The 4-year-old cat named after basketball player Rip Hamilton lost his home like the rest of the family when a tornado tore through Millbury. After being lost and found, Rippy moved with the rest of the family to their friends’ house in Perrysburg Township. Six weeks later, he moved with the family into a condo in Oregon.
When Rippy moved yet again in December, he became frazzled. John Dinon, executive director of the Toledo Area Humane Society (TAHS), said the cat’s reaction was normal. TAHS is part of the DART team — Disaster Animal Response Team, which went out the day after the tornado to look for missing animals.
Pets are not people, but they have some of the same characteristics as people and they like consistency,” Dinon said.

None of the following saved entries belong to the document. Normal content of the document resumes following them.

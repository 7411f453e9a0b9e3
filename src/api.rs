//! The external detection / annotation / file service.
//!
//! Every network call the engine makes goes through [`DiagramApi`], so the
//! orchestration layers can run against the HTTP implementation
//! ([`crate::http::HttpApi`]) or the in-process one
//! ([`crate::memory::InMemoryApi`]) alike.

use std::collections::HashMap;

use async_trait::async_trait;

use crate::annotations::{
    AnnotationCreate, ApiAnnotation, ApiStatus, EventAnnotation, EventStatus, TaggedAnnotation,
};
use crate::error::ApiError;
use crate::labels::{LabelDefinition, LabelPatch};
use crate::models::{
    ConvertItemStatus, ConvertJobCreated, ConvertRequest, DetectJobCreated, DetectRequest,
    DetectStatusResponse, FileId, ResourceType,
};

/// Status change for one legacy annotation.
#[derive(Debug, Clone, PartialEq)]
pub struct EventStatusUpdate {
    pub annotation: EventAnnotation,
    pub status: EventStatus,
    pub checked_by: Option<String>,
}

/// Status change for one annotations-API annotation.
#[derive(Debug, Clone, Copy, PartialEq, Eq)]
pub struct ApiStatusUpdate {
    pub id: u64,
    pub status: ApiStatus,
}

#[async_trait]
pub trait DiagramApi: Send + Sync {
    /// Create a detection job for a chunk of files.
    async fn submit_detection(&self, request: &DetectRequest) -> Result<DetectJobCreated, ApiError>;

    /// Current status (and, once complete, per-file results) of a detection job.
    async fn detection_status(&self, job_id: u64) -> Result<DetectStatusResponse, ApiError>;

    async fn list_event_annotations(&self, file_id: FileId) -> Result<Vec<EventAnnotation>, ApiError>;

    async fn list_api_annotations(&self, file_id: FileId) -> Result<Vec<ApiAnnotation>, ApiError>;

    /// Persist new annotations in one batched call.
    async fn create_annotations(
        &self,
        annotations: &[AnnotationCreate],
    ) -> Result<Vec<ApiAnnotation>, ApiError>;

    async fn update_event_status(&self, updates: &[EventStatusUpdate]) -> Result<(), ApiError>;

    async fn update_api_status(&self, updates: &[ApiStatusUpdate]) -> Result<(), ApiError>;

    async fn delete_event_annotations(&self, ids: &[u64]) -> Result<(), ApiError>;

    async fn delete_api_annotations(&self, ids: &[u64]) -> Result<(), ApiError>;

    /// Create the label definition if the label store does not know it yet.
    async fn ensure_label(&self, label: &LabelDefinition) -> Result<(), ApiError>;

    async fn update_file_labels(&self, patches: &[LabelPatch]) -> Result<(), ApiError>;

    /// Add asset links to a file record. Adding an existing link is a no-op.
    async fn link_assets(&self, file_id: FileId, asset_ids: &[u64]) -> Result<(), ApiError>;

    /// Display names of assets or files, keyed by id. Unknown ids are omitted.
    async fn resource_names(
        &self,
        resource_type: ResourceType,
        ids: &[u64],
    ) -> Result<HashMap<u64, String>, ApiError>;

    async fn submit_convert(&self, request: &ConvertRequest) -> Result<ConvertJobCreated, ApiError>;

    async fn convert_status(&self, job_id: u64, file_id: FileId) -> Result<ConvertItemStatus, ApiError>;
}

/// Fetch both annotation sources for a file and tag them.
///
/// The two reads run concurrently; either failing fails the whole fetch.
pub async fn fetch_tagged_annotations(
    api: &dyn DiagramApi,
    file_id: FileId,
) -> Result<Vec<TaggedAnnotation>, ApiError> {
    let (current, legacy) = futures::future::try_join(
        api.list_api_annotations(file_id),
        api.list_event_annotations(file_id),
    )
    .await?;

    let mut tagged: Vec<TaggedAnnotation> = current
        .into_iter()
        .map(TaggedAnnotation::Annotations)
        .collect();
    tagged.extend(legacy.into_iter().map(TaggedAnnotation::Events));
    Ok(tagged)
}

But just like people, animals vary in how they handle change, he said. Animal behavior is situation dependent. When people adopt from the shelter, animals are thought to be a certain way, but the assumption is once they get into a house situation, which is more normal than a shelter, things will get better, Dinon said.
Rippy only spent a little time at the shelter after the post-tornado chaos separated him from his family.
Julie doesn’t exactly know how it happened, but the night of the tornado, Rippy was in the basement with the family. When the water lines broke, she thinks he jumped into a cubby hole. Julie and the rest of the family lost track of him as they climbed through the rubble that used to be their house. Julie remembers thinking, “I just thought I had to worry about human life.”
But the next day, when a person at the scene said a cat had been found in a basement and taken to the Wood County Humane Society, Julie said, “Oh my God, it is mine.”
Dinon said the best way to help a pet adjust to a change is to keep some things as consistent as possible. In the Blanks’ case, it was good they kept the cat with them, even though they were moving a lot. Another tip is to set up a spot with a favorite bed and toy.